Mariette est toutefois satisfait du résultat : “ Non seulement les costumes sont élégants et riches, mais ils sont exacts. Les décors aussi. Au lever du rideau, on se croira véritablement en Égypte”, dit-il, ravi !

Alors que la première représentation d’Aïda au Caire doit avoir lieu en janvier 1871, les costumes et les décors restent bloqués à Paris pour cause de guerre franco-prussienne. Une autre date est donc prévue : la veille de Noël 1871, soit quelques semaines avant une autre création du même opéra… à Milan ! Il y aura donc deux productions indépendantes d’Aïda, chacune avec ses propres chanteurs, costumes et décors.

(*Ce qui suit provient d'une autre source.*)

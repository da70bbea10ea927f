//! Application-facing inputs and outputs.
//!
//! These are the simplified shapes API consumers send and receive. The
//! translators turn them into FHIR resources.

use chrono::{DateTime, NaiveDate, Utc};
use serde::{Deserialize, Serialize};
use serde_json::{Map, Value as JsonValue};

use crate::error::{ClinicalError, Result};
use crate::model::{
    AdministrativeGender, AllergyIntolerance, ConditionCategory, ConditionClinicalStatus,
    EncounterClass, EncounterStatus, EpisodeOfCareStatus, IdentificationDocumentType, Language, MaritalStatus, ObservationStatus,
    MedicationStatement, Observation, PhotoContentType, ReactionSeverity, RelationshipType,
};

fn require(field: &str, value: &str) -> Result<()> {
    if value.trim().is_empty() {
        return Err(ClinicalError::Validation(format!("{field} is required")));
    }
    Ok(())
}

#[derive(Debug, Clone, Serialize, Deserialize)]
#[serde(rename_all = "camelCase")]
pub struct NameInput {
    pub first_name: String,
    pub last_name: String,
    #[serde(default)]
    pub other_names: Option<String>,
}

#[derive(Debug, Clone, Serialize, Deserialize)]
#[serde(rename_all = "camelCase")]
pub struct IdentificationDocument {
    pub document_type: IdentificationDocumentType,
    pub document_number: String,
}

#[derive(Debug, Clone, Default, Serialize, Deserialize)]
#[serde(rename_all = "camelCase")]
pub struct PhoneNumberInput {
    pub msisdn: String,
    #[serde(default)]
    pub verification_code: Option<String>,
    #[serde(default)]
    pub is_ussd: bool,
    #[serde(default)]
    pub communication_opt_in: bool,
}

#[derive(Debug, Clone, Serialize, Deserialize)]
#[serde(rename_all = "camelCase")]
pub struct EmailInput {
    pub email: String,
    #[serde(default)]
    pub communication_opt_in: bool,
}

#[derive(Debug, Clone, Serialize, Deserialize)]
#[serde(rename_all = "camelCase")]
pub struct PhotoInput {
    pub photo_content_type: PhotoContentType,
    pub photo_base64data: String,
    #[serde(default)]
    pub photo_filename: Option<String>,
}

#[derive(Debug, Clone, Serialize, Deserialize)]
#[serde(rename_all = "camelCase")]
pub struct PhysicalAddress {
    pub maps_code: String,
    pub physical_address: String,
}

#[derive(Debug, Clone, Serialize, Deserialize)]
#[serde(rename_all = "camelCase")]
pub struct PostalAddress {
    pub postal_address: String,
    pub postal_code: String,
}

/// Next of kin supplied during self-registration
#[derive(Debug, Clone, Serialize, Deserialize)]
#[serde(rename_all = "camelCase")]
pub struct NextOfKinInput {
    pub names: Vec<NameInput>,
    #[serde(default)]
    pub phone_numbers: Vec<PhoneNumberInput>,
    #[serde(default)]
    pub emails: Vec<EmailInput>,
    #[serde(default)]
    pub physical_addresses: Vec<PhysicalAddress>,
    #[serde(default)]
    pub postal_addresses: Vec<PostalAddress>,
    pub gender: AdministrativeGender,
    pub relationship: RelationshipType,
}

/// Self-registration payload with OTP-verified contacts
#[derive(Debug, Clone, Serialize, Deserialize)]
#[serde(rename_all = "camelCase")]
pub struct PatientRegistrationInput {
    pub names: Vec<NameInput>,
    #[serde(default)]
    pub identification_documents: Vec<IdentificationDocument>,
    pub birth_date: NaiveDate,
    #[serde(default)]
    pub phone_numbers: Vec<PhoneNumberInput>,
    #[serde(default)]
    pub photos: Vec<PhotoInput>,
    #[serde(default)]
    pub emails: Vec<EmailInput>,
    #[serde(default)]
    pub physical_addresses: Vec<PhysicalAddress>,
    #[serde(default)]
    pub postal_addresses: Vec<PostalAddress>,
    pub gender: AdministrativeGender,
    #[serde(default = "default_true")]
    pub active: bool,
    #[serde(default)]
    pub marital_status: Option<MaritalStatus>,
    #[serde(default)]
    pub languages: Vec<Language>,
    #[serde(default)]
    pub next_of_kin: Vec<NextOfKinInput>,
}

fn default_true() -> bool {
    true
}

impl PatientRegistrationInput {
    pub fn validate(&self) -> Result<()> {
        if self.names.is_empty() {
            return Err(ClinicalError::validation("at least one name is required"));
        }
        for name in &self.names {
            require("firstName", &name.first_name)?;
            require("lastName", &name.last_name)?;
        }
        Ok(())
    }
}

#[derive(Debug, Clone, Serialize, Deserialize)]
#[serde(rename_all = "camelCase")]
pub struct IdentityDocumentInput {
    /// One of `passport`, `national_id`, `ccc_number`
    #[serde(rename = "type")]
    pub document_type: String,
    pub number: String,
}

/// Clinician-driven patient creation
#[derive(Debug, Clone, Serialize, Deserialize)]
#[serde(rename_all = "camelCase")]
pub struct PatientInput {
    pub first_name: String,
    pub last_name: String,
    #[serde(default)]
    pub other_names: Option<String>,
    pub birth_date: NaiveDate,
    pub gender: AdministrativeGender,
    #[serde(default)]
    pub identification_documents: Vec<IdentityDocumentInput>,
    #[serde(default)]
    pub phone_numbers: Vec<String>,
}

impl PatientInput {
    pub fn validate(&self) -> Result<()> {
        require("firstName", &self.first_name)?;
        require("lastName", &self.last_name)?;
        if self.birth_date > Utc::now().date_naive() {
            return Err(ClinicalError::validation("birthDate cannot be in the future"));
        }
        for doc in &self.identification_documents {
            require("identification document number", &doc.number)?;
        }
        Ok(())
    }
}

#[derive(Debug, Clone, PartialEq, Serialize, Deserialize)]
#[serde(rename_all = "camelCase")]
pub struct PatientOutput {
    pub id: String,
    pub active: bool,
    pub name: String,
    pub phone_numbers: Vec<String>,
    #[serde(skip_serializing_if = "Option::is_none")]
    pub gender: Option<AdministrativeGender>,
    #[serde(skip_serializing_if = "Option::is_none")]
    pub birth_date: Option<String>,
}

#[derive(Debug, Clone, Serialize, Deserialize)]
#[serde(rename_all = "camelCase")]
pub struct EncounterInput {
    pub patient_id: String,
    #[serde(default)]
    pub episode_of_care_id: Option<String>,
    pub class: EncounterClass,
    #[serde(default)]
    pub status: Option<EncounterStatus>,
}

#[derive(Debug, Clone, Serialize, Deserialize)]
pub struct EncounterStatusInput {
    pub status: EncounterStatus,
}

#[derive(Debug, Clone, Serialize, Deserialize)]
pub struct EncounterClassInput {
    pub class: EncounterClass,
}

#[derive(Debug, Clone, PartialEq, Serialize, Deserialize)]
#[serde(rename_all = "camelCase")]
pub struct EncounterOutput {
    pub id: String,
    pub status: EncounterStatus,
    #[serde(skip_serializing_if = "Option::is_none")]
    pub class: Option<EncounterClass>,
    pub patient_id: String,
    #[serde(skip_serializing_if = "Option::is_none")]
    pub episode_of_care_id: Option<String>,
}

#[derive(Debug, Clone, Serialize, Deserialize)]
#[serde(rename_all = "camelCase")]
pub struct EpisodeOfCareInput {
    pub patient_id: String,
    #[serde(default)]
    pub status: Option<EpisodeOfCareStatus>,
}

impl EpisodeOfCareInput {
    pub fn validate(&self) -> Result<()> {
        require("patientID", &self.patient_id)?;
        match self.status {
            Some(status) if status.is_closed() => Err(ClinicalError::Validation(format!(
                "an episode of care cannot start as {status}"
            ))),
            _ => Ok(()),
        }
    }
}

#[derive(Debug, Clone, PartialEq, Serialize, Deserialize)]
#[serde(rename_all = "camelCase")]
pub struct EpisodeOfCareOutput {
    pub id: String,
    pub status: EpisodeOfCareStatus,
    pub patient_id: String,
    #[serde(skip_serializing_if = "Option::is_none")]
    pub organization_id: Option<String>,
    #[serde(skip_serializing_if = "Option::is_none")]
    pub start: Option<String>,
    #[serde(skip_serializing_if = "Option::is_none")]
    pub end: Option<String>,
}

#[derive(Debug, Clone, Serialize, Deserialize)]
#[serde(rename_all = "camelCase")]
pub struct ObservationInput {
    pub status: ObservationStatus,
    pub encounter_id: String,
    pub value: String,
}

impl ObservationInput {
    pub fn validate(&self) -> Result<()> {
        require("encounterID", &self.encounter_id)?;
        require("value", &self.value)
    }
}

#[derive(Debug, Clone, PartialEq, Serialize, Deserialize)]
#[serde(rename_all = "camelCase")]
pub struct ObservationOutput {
    pub id: String,
    pub status: ObservationStatus,
    pub name: String,
    pub value: String,
    pub patient_id: String,
    pub encounter_id: String,
    #[serde(skip_serializing_if = "Option::is_none")]
    pub time_recorded: Option<String>,
}

#[derive(Debug, Clone, Serialize, Deserialize)]
#[serde(rename_all = "camelCase")]
pub struct ConditionInput {
    /// Concept code in the configured terminology source
    pub code: String,
    pub status: ConditionClinicalStatus,
    pub category: ConditionCategory,
    pub encounter_id: String,
    #[serde(default)]
    pub note: Option<String>,
    #[serde(default)]
    pub onset_date: Option<NaiveDate>,
}

impl ConditionInput {
    pub fn validate(&self) -> Result<()> {
        require("code", &self.code)?;
        require("encounterID", &self.encounter_id)
    }
}

#[derive(Debug, Clone, PartialEq, Serialize, Deserialize)]
#[serde(rename_all = "camelCase")]
pub struct ConditionOutput {
    pub id: String,
    #[serde(skip_serializing_if = "Option::is_none")]
    pub status: Option<String>,
    pub name: String,
    pub code: String,
    pub system: String,
    #[serde(skip_serializing_if = "Option::is_none")]
    pub category: Option<String>,
    #[serde(skip_serializing_if = "Option::is_none")]
    pub onset_date: Option<String>,
    #[serde(skip_serializing_if = "Option::is_none")]
    pub recorded_date: Option<String>,
    pub patient_id: String,
    #[serde(skip_serializing_if = "Option::is_none")]
    pub encounter_id: Option<String>,
    #[serde(skip_serializing_if = "Option::is_none")]
    pub note: Option<String>,
}

#[derive(Debug, Clone, Serialize, Deserialize)]
pub struct ReactionInput {
    pub code: String,
    #[serde(default)]
    pub severity: Option<ReactionSeverity>,
}

#[derive(Debug, Clone, Serialize, Deserialize)]
#[serde(rename_all = "camelCase")]
pub struct AllergyInput {
    pub code: String,
    pub encounter_id: String,
    #[serde(default)]
    pub reaction: Option<ReactionInput>,
}

impl AllergyInput {
    pub fn validate(&self) -> Result<()> {
        require("code", &self.code)?;
        require("encounterID", &self.encounter_id)?;
        if let Some(reaction) = &self.reaction {
            require("reaction code", &reaction.code)?;
        }
        Ok(())
    }
}

#[derive(Debug, Clone, PartialEq, Serialize, Deserialize)]
#[serde(rename_all = "camelCase")]
pub struct AllergyReactionOutput {
    pub code: String,
    pub name: String,
    pub system: String,
    #[serde(skip_serializing_if = "Option::is_none")]
    pub severity: Option<ReactionSeverity>,
}

#[derive(Debug, Clone, PartialEq, Serialize, Deserialize)]
#[serde(rename_all = "camelCase")]
pub struct AllergyOutput {
    pub id: String,
    pub patient_id: String,
    #[serde(skip_serializing_if = "Option::is_none")]
    pub encounter_id: Option<String>,
    pub code: String,
    pub name: String,
    pub system: String,
    #[serde(skip_serializing_if = "Option::is_none")]
    pub reaction: Option<AllergyReactionOutput>,
}

/// Facility details used to create an Organization
#[derive(Debug, Clone, Serialize, Deserialize)]
pub struct FacilityInput {
    #[serde(default)]
    pub id: Option<String>,
    pub name: String,
    pub code: i64,
    #[serde(default)]
    pub phone: String,
    #[serde(default)]
    pub active: bool,
    #[serde(default)]
    pub county: String,
    #[serde(default)]
    pub description: String,
}

impl FacilityInput {
    pub fn validate(&self) -> Result<()> {
        require("name", &self.name)
    }
}

/// A coded term from the terminology service
#[derive(Debug, Clone, PartialEq, Serialize, Deserialize)]
pub struct TerminologyOutput {
    pub code: String,
    pub system: String,
    pub name: String,
}

/// The latest entries of each clinical summary section, newest first
#[derive(Debug, Clone, Default, PartialEq, Serialize, Deserialize)]
#[serde(rename_all = "camelCase")]
pub struct MedicalData {
    pub regimen: Vec<MedicationStatement>,
    pub allergies: Vec<AllergyIntolerance>,
    pub weight: Vec<Observation>,
    pub bmi: Vec<Observation>,
    pub viral_load: Vec<Observation>,
    pub cd4_count: Vec<Observation>,
}

/// Largest page any list endpoint returns
pub const MAX_PAGE_SIZE: usize = 100;

#[derive(Debug, Clone, Copy, PartialEq, Eq, Serialize, Deserialize)]
pub struct Pagination {
    #[serde(default)]
    pub offset: usize,
    #[serde(default = "default_limit")]
    pub limit: usize,
}

impl Default for Pagination {
    fn default() -> Self {
        Self {
            offset: 0,
            limit: default_limit(),
        }
    }
}

impl Pagination {
    pub fn validate(&self) -> Result<()> {
        if self.limit == 0 || self.limit > MAX_PAGE_SIZE {
            return Err(ClinicalError::Validation(format!(
                "limit must be between 1 and {MAX_PAGE_SIZE}"
            )));
        }
        Ok(())
    }
}

#[derive(Debug, Clone, PartialEq, Serialize, Deserialize)]
#[serde(rename_all = "camelCase")]
pub struct ConditionPage {
    pub conditions: Vec<ConditionOutput>,
    pub total_count: usize,
    pub has_next_page: bool,
}

#[derive(Debug, Clone, Serialize, Deserialize)]
#[serde(rename_all = "camelCase")]
pub struct HealthTimelineInput {
    pub patient_id: String,
    #[serde(default)]
    pub offset: usize,
    #[serde(default = "default_limit")]
    pub limit: usize,
}

fn default_limit() -> usize {
    20
}

/// One page of the merged timeline
#[derive(Debug, Clone, PartialEq, Serialize, Deserialize)]
#[serde(rename_all = "camelCase")]
pub struct HealthTimeline {
    pub timeline: Vec<Map<String, JsonValue>>,
    pub total_count: usize,
    /// Resource families whose query failed; their entries are missing
    #[serde(default, skip_serializing_if = "Vec::is_empty")]
    pub failed_resource_types: Vec<String>,
}

/// Request to the media service
#[derive(Debug, Clone, PartialEq, Serialize, Deserialize)]
#[serde(rename_all = "camelCase")]
pub struct UploadInput {
    pub title: String,
    pub content_type: String,
    pub language: String,
    pub base64data: String,
    pub filename: String,
}

/// Media service response
#[derive(Debug, Clone, PartialEq, Serialize, Deserialize)]
#[serde(rename_all = "camelCase")]
pub struct Upload {
    #[serde(default)]
    pub id: String,
    pub url: String,
    #[serde(default)]
    pub hash: String,
    #[serde(default)]
    pub base64data: String,
    #[serde(default)]
    pub content_type: String,
}

/// Published after a patient record is created
#[derive(Debug, Clone, PartialEq, Serialize, Deserialize)]
pub struct PatientCreatedEvent {
    pub id: String,
    pub active: bool,
    pub client_type: String,
    pub enrollment_date: Option<DateTime<Utc>>,
    pub fhir_patient_id: String,
    pub emr_health_record_id: String,
    pub treatment_buddy: String,
    pub counselled: bool,
    pub organisation: String,
    #[serde(rename = "user")]
    pub user_id: String,
    #[serde(rename = "current_facility")]
    pub current_facility_id: String,
    pub chv: String,
    pub caregiver: String,
}

/// Published after a vital sign is recorded
#[derive(Debug, Clone, PartialEq, Serialize, Deserialize)]
pub struct VitalSignEvent {
    #[serde(rename = "patientID")]
    pub patient_id: String,
    #[serde(rename = "organizationID")]
    pub organization_id: String,
    pub name: String,
    #[serde(rename = "conceptId")]
    pub concept_id: Option<String>,
    pub value: String,
    pub date: DateTime<Utc>,
}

Dès la première représentation, l’accueil fut enthousiaste. Quelques semaines plus tard, le 8 février 1872, Verdi fut honoré de trente-deux rappels à la Scala de Milan et reçut, en hommage, une baguette en ivoire rehaussée d’une étoile de diamant. Un accueil magistral lui sera réservé, à Paris, le 22 avril 1876.
Il semble qu’on apprécia davantage son génie musical à Milan et à Paris qu’au Caire, où les critiques apprécièrent surtout les “magnificences archéologiques”.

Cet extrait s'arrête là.